• [Supplied material]
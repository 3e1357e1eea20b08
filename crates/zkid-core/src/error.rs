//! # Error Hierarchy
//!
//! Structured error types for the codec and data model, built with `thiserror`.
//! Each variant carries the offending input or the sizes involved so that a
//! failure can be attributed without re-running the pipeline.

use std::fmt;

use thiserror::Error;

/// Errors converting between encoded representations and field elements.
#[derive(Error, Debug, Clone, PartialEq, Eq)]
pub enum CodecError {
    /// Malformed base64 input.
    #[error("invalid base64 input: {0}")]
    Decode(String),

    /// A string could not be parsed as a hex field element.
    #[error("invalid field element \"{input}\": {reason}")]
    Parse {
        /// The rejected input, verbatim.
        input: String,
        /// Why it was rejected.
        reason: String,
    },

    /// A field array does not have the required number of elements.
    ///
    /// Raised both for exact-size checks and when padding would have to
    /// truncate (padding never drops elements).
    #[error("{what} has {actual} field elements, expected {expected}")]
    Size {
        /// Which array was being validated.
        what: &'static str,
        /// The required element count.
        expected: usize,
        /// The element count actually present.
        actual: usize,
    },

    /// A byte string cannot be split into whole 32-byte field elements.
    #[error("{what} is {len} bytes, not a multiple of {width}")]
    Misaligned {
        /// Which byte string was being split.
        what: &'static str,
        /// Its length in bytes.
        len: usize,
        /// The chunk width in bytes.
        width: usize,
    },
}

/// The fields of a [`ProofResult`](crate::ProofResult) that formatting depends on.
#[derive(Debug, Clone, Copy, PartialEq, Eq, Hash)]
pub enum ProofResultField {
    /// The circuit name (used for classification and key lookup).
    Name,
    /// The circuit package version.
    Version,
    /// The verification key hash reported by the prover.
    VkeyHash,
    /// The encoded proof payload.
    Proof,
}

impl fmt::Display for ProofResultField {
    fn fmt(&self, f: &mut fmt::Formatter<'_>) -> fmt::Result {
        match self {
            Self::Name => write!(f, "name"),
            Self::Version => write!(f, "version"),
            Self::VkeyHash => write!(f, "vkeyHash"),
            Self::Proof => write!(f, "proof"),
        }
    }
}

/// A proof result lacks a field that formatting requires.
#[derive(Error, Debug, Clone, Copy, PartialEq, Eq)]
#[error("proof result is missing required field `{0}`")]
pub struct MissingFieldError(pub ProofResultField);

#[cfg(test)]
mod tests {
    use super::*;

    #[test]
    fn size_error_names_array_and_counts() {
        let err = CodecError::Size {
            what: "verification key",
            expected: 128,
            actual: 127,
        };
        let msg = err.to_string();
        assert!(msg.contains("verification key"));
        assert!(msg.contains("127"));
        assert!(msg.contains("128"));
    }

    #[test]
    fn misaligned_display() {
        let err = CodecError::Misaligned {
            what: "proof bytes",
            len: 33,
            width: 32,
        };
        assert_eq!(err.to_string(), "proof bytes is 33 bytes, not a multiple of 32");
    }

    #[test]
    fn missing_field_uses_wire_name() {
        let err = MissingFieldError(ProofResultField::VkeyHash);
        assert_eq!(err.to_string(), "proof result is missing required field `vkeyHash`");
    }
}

• [What the task requires] Where the word "bytes" appears in a line of the listing, that line is counted once; give the total alone.

• [Solution for this task] 5